Wichtig sind „große Lösungen“ beziehungsweise Themen wie beispielsweise Cloud-basierte Systeme oder elektronische Identitäten (eID) und eine digitale Dokumentation, bevor wir über künstliche Intelligenzen, Robotik, Virtual Reality/Augmented Reality und andere exponentielle Technologien sprechen können.
Am Ende werden die Start-ups erfolgreich sein, die grundlegende und valide Konzepte zur Neujustierung des Gesundheits- und Pflegesystems vorlegen und einen langen Atem haben, dies alles in den nächsten Jahren – neben der Motivation auch finanziell – umzusetzen.
Von welchen Parametern ist es abhängig, ob sich ein Gesundheits-/Pflege-Start-up am Markt hält und etabliert?
Prof. Dr. David Matusiewicz: Ich verlasse mich in dem Falle auf keinen Fall auf die Politik. Auf keinen Fall glaube ich, dass wir im Hinblick auf Vorgaben und Regularien hier weiterkommen.
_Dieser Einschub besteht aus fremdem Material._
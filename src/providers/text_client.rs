use crate::{
    config::{GeminiConfig, OpenAiConfig},
    error::UpstreamError,
    providers::{read_failure, TextProvider},
};
use async_trait::async_trait;
use reqwest::Client;
use serde_json::{json, Value};

#[derive(Clone)]
pub struct GeminiTextProvider {
    http: Client,
    config: GeminiConfig,
}

impl GeminiTextProvider {
    pub const NAME: &'static str = "Gemini";

    pub fn new(http: Client, config: GeminiConfig) -> Self {
        Self { http, config }
    }

    fn endpoint(&self) -> String {
        format!(
            "{}/v1beta/models/{}:generateContent",
            self.config.base_url.trim_end_matches('/'),
            self.config.model
        )
    }

    /// One user content part holding the raw prompt.
    pub fn build_payload(prompt: &str) -> Value {
        json!({
            "contents": [
                {
                    "parts": [{ "text": prompt }]
                }
            ]
        })
    }

    pub fn extract_text(body: &Value) -> Option<String> {
        non_empty(&body["candidates"][0]["content"]["parts"][0]["text"])
    }
}

#[async_trait]
impl TextProvider for GeminiTextProvider {
    fn name(&self) -> &'static str {
        Self::NAME
    }

    async fn complete(&self, prompt: &str) -> Result<Option<String>, UpstreamError> {
        log::info!("Invoking Gemini model: {}", self.config.model);

        let response = self
            .http
            .post(self.endpoint())
            .query(&[("key", self.config.api_key.as_deref().unwrap_or_default())])
            .json(&Self::build_payload(prompt))
            .send()
            .await
            .map_err(|e| UpstreamError::transport(Self::NAME, e))?;

        if !response.status().is_success() {
            return Err(read_failure(Self::NAME, response).await);
        }

        let body = read_json(Self::NAME, response).await?;
        Ok(Self::extract_text(&body))
    }
}

#[derive(Clone)]
pub struct OpenAiTextProvider {
    http: Client,
    config: OpenAiConfig,
}

impl OpenAiTextProvider {
    pub const NAME: &'static str = "OpenAI";

    pub fn new(http: Client, config: OpenAiConfig) -> Self {
        Self { http, config }
    }

    fn endpoint(&self) -> String {
        format!(
            "{}/v1/chat/completions",
            self.config.base_url.trim_end_matches('/')
        )
    }

    pub fn build_payload(model: &str, prompt: &str) -> Value {
        json!({
            "model": model,
            "messages": [
                {
                    "role": "user",
                    "content": prompt
                }
            ]
        })
    }

    pub fn extract_text(body: &Value) -> Option<String> {
        non_empty(&body["choices"][0]["message"]["content"])
    }
}

#[async_trait]
impl TextProvider for OpenAiTextProvider {
    fn name(&self) -> &'static str {
        Self::NAME
    }

    async fn complete(&self, prompt: &str) -> Result<Option<String>, UpstreamError> {
        log::info!("Invoking OpenAI model: {}", self.config.model);

        let response = self
            .http
            .post(self.endpoint())
            .bearer_auth(self.config.api_key.as_deref().unwrap_or_default())
            .json(&Self::build_payload(&self.config.model, prompt))
            .send()
            .await
            .map_err(|e| UpstreamError::transport(Self::NAME, e))?;

        if !response.status().is_success() {
            return Err(read_failure(Self::NAME, response).await);
        }

        let body = read_json(Self::NAME, response).await?;
        Ok(Self::extract_text(&body))
    }
}

/// A success body that is not JSON is treated like a body missing the text field.
async fn read_json(
    provider: &'static str,
    response: reqwest::Response,
) -> Result<Value, UpstreamError> {
    let bytes = response
        .bytes()
        .await
        .map_err(|e| UpstreamError::transport(provider, e))?;
    Ok(serde_json::from_slice(&bytes).unwrap_or_else(|e| {
        log::debug!("{} returned a non-JSON success body: {}", provider, e);
        Value::Null
    }))
}

fn non_empty(value: &Value) -> Option<String> {
    value
        .as_str()
        .filter(|text| !text.is_empty())
        .map(String::from)
}

#[cfg(test)]
mod tests {
    use super::*;
    use crate::{error::GenError, models::ErrorBody};
    use wiremock::matchers::{body_json, header, method, path, query_param};
    use wiremock::{Mock, MockServer, ResponseTemplate};

    fn gemini(server: &MockServer) -> GeminiTextProvider {
        GeminiTextProvider::new(
            Client::new(),
            GeminiConfig::new()
                .with_credentials("gm-key")
                .with_base_url(server.uri()),
        )
    }

    fn openai(server: &MockServer) -> OpenAiTextProvider {
        OpenAiTextProvider::new(
            Client::new(),
            OpenAiConfig::new()
                .with_credentials("sk-test")
                .with_base_url(server.uri()),
        )
    }

    #[tokio::test]
    async fn test_gemini_returns_nested_text() {
        let server = MockServer::start().await;
        Mock::given(method("POST"))
            .and(path("/v1beta/models/gemini-1.5-pro:generateContent"))
            .and(query_param("key", "gm-key"))
            .and(body_json(json!({"contents": [{"parts": [{"text": "Write about tides"}]}]})))
            .respond_with(ResponseTemplate::new(200).set_body_json(json!({
                "candidates": [{
                    "content": {
                        "parts": [{"text": "## Tides\n\nThe moon pulls *gently*."}],
                        "role": "model"
                    },
                    "finishReason": "STOP"
                }]
            })))
            .expect(1)
            .mount(&server)
            .await;

        let text = gemini(&server).complete("Write about tides").await.unwrap();
        assert_eq!(text.as_deref(), Some("## Tides\n\nThe moon pulls *gently*."));
    }

    #[tokio::test]
    async fn test_gemini_schema_miss_is_not_an_error() {
        let server = MockServer::start().await;
        Mock::given(method("POST"))
            .respond_with(ResponseTemplate::new(200).set_body_json(json!({
                "candidates": [{"finishReason": "SAFETY"}]
            })))
            .mount(&server)
            .await;

        assert_eq!(gemini(&server).complete("anything").await.unwrap(), None);
    }

    #[tokio::test]
    async fn test_non_json_success_body_is_a_schema_miss() {
        let server = MockServer::start().await;
        Mock::given(method("POST"))
            .respond_with(ResponseTemplate::new(200).set_body_string("<html>maintenance</html>"))
            .mount(&server)
            .await;

        assert_eq!(gemini(&server).complete("anything").await.unwrap(), None);
    }

    #[tokio::test]
    async fn test_gemini_error_status_carries_payload() {
        let server = MockServer::start().await;
        let payload = json!({
            "error": {"code": 400, "message": "API key not valid", "status": "INVALID_ARGUMENT"}
        });
        Mock::given(method("POST"))
            .respond_with(ResponseTemplate::new(400).set_body_json(payload.clone()))
            .mount(&server)
            .await;

        match gemini(&server).complete("anything").await {
            Err(UpstreamError::Status {
                provider,
                status,
                body,
            }) => {
                assert_eq!(provider, "Gemini");
                assert_eq!(status, 400);
                assert_eq!(body, payload);
            }
            other => panic!("unexpected result: {:?}", other),
        }
    }

    #[tokio::test]
    async fn test_unreachable_provider_is_transport_error() {
        let provider = GeminiTextProvider::new(
            Client::new(),
            GeminiConfig::new().with_base_url("http://127.0.0.1:9"),
        );
        let err = provider.complete("anything").await.unwrap_err();
        assert!(matches!(err, UpstreamError::Transport { provider: "Gemini", .. }));
    }

    #[tokio::test]
    async fn test_unreachable_gemini_keeps_key_out_of_errors() {
        let provider = GeminiTextProvider::new(
            Client::new(),
            GeminiConfig::new()
                .with_credentials("secret-key")
                .with_base_url("http://127.0.0.1:9"),
        );
        let err = provider.complete("anything").await.unwrap_err();
        assert!(!err.to_string().contains("secret-key"));
        assert!(!format!("{:?}", err).contains("secret-key"));

        let err = GenError::from(err);
        let detail = err.log_detail().unwrap();
        assert!(!detail.contains("secret-key"));

        let body = serde_json::to_string(&ErrorBody {
            error: err.to_string(),
            details: err.details().cloned(),
        })
        .unwrap();
        assert_eq!(body, r#"{"error":"Failed to reach Gemini"}"#);
    }

    #[tokio::test]
    async fn test_openai_chat_completion() {
        let server = MockServer::start().await;
        Mock::given(method("POST"))
            .and(path("/v1/chat/completions"))
            .and(header("Authorization", "Bearer sk-test"))
            .and(body_json(json!({
                "model": "gpt-3.5-turbo",
                "messages": [{"role": "user", "content": "Hello"}]
            })))
            .respond_with(ResponseTemplate::new(200).set_body_json(json!({
                "id": "chatcmpl-123",
                "object": "chat.completion",
                "choices": [{
                    "index": 0,
                    "message": {"role": "assistant", "content": "Hello! How can I help you today?"},
                    "finish_reason": "stop"
                }]
            })))
            .expect(1)
            .mount(&server)
            .await;

        let text = openai(&server).complete("Hello").await.unwrap();
        assert_eq!(text.as_deref(), Some("Hello! How can I help you today?"));
    }

    #[test]
    fn test_empty_text_counts_as_missing() {
        let body = json!({"candidates": [{"content": {"parts": [{"text": ""}]}}]});
        assert_eq!(GeminiTextProvider::extract_text(&body), None);
        let body = json!({"choices": [{"message": {"content": null}}]});
        assert_eq!(OpenAiTextProvider::extract_text(&body), None);
    }
}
Ich verlasse mich hier voll und ganz auf das Unternehmertum und auf die guten Ideen, die sich am Markt durchsetzen und von den Bedarfen der Familien, Pflegebedürftigen, Angehörigen usw. angetrieben werden, da sie bereit sind und sein werden, für passgenaue und bedarfsgerechte Pflege, pflegerelevante Dienstleistungen und weitere Hilfen Geld auszugeben.
Ich glaube es dauert nicht mehr lange, dass sich Start-ups fest etablieren, die Matchmaking-Plattformen anbieten. Die Nutzer haben dann dort die Möglichkeit, die gewünschten Leistungen, wie ambulante Grundpflege, spezielle Pflegeleistungen, Haushalts- und Einkaufshilfen usw., anzufordern, und die Plattform vermittelt im Anschluss sofort eine geeignete Pflegekraft oder auch einen Studenten – ja nach Bedarf und Leistung – aus der Region. Der Markt der Gesundheitsversorgung und Pflege wird zukünftig breiter aufgestellt sein. Es wird weiterhin die staatliche Pflege und das staatliche Gesundheitswesen geben, doch es wird auch immer mehr Menschen geben, die sich mehr, bessere, andere Pflege, neue Lösungen und Angebote leisten möchten und leisten werden.
Herzlichen Dank für dieses Gespräch.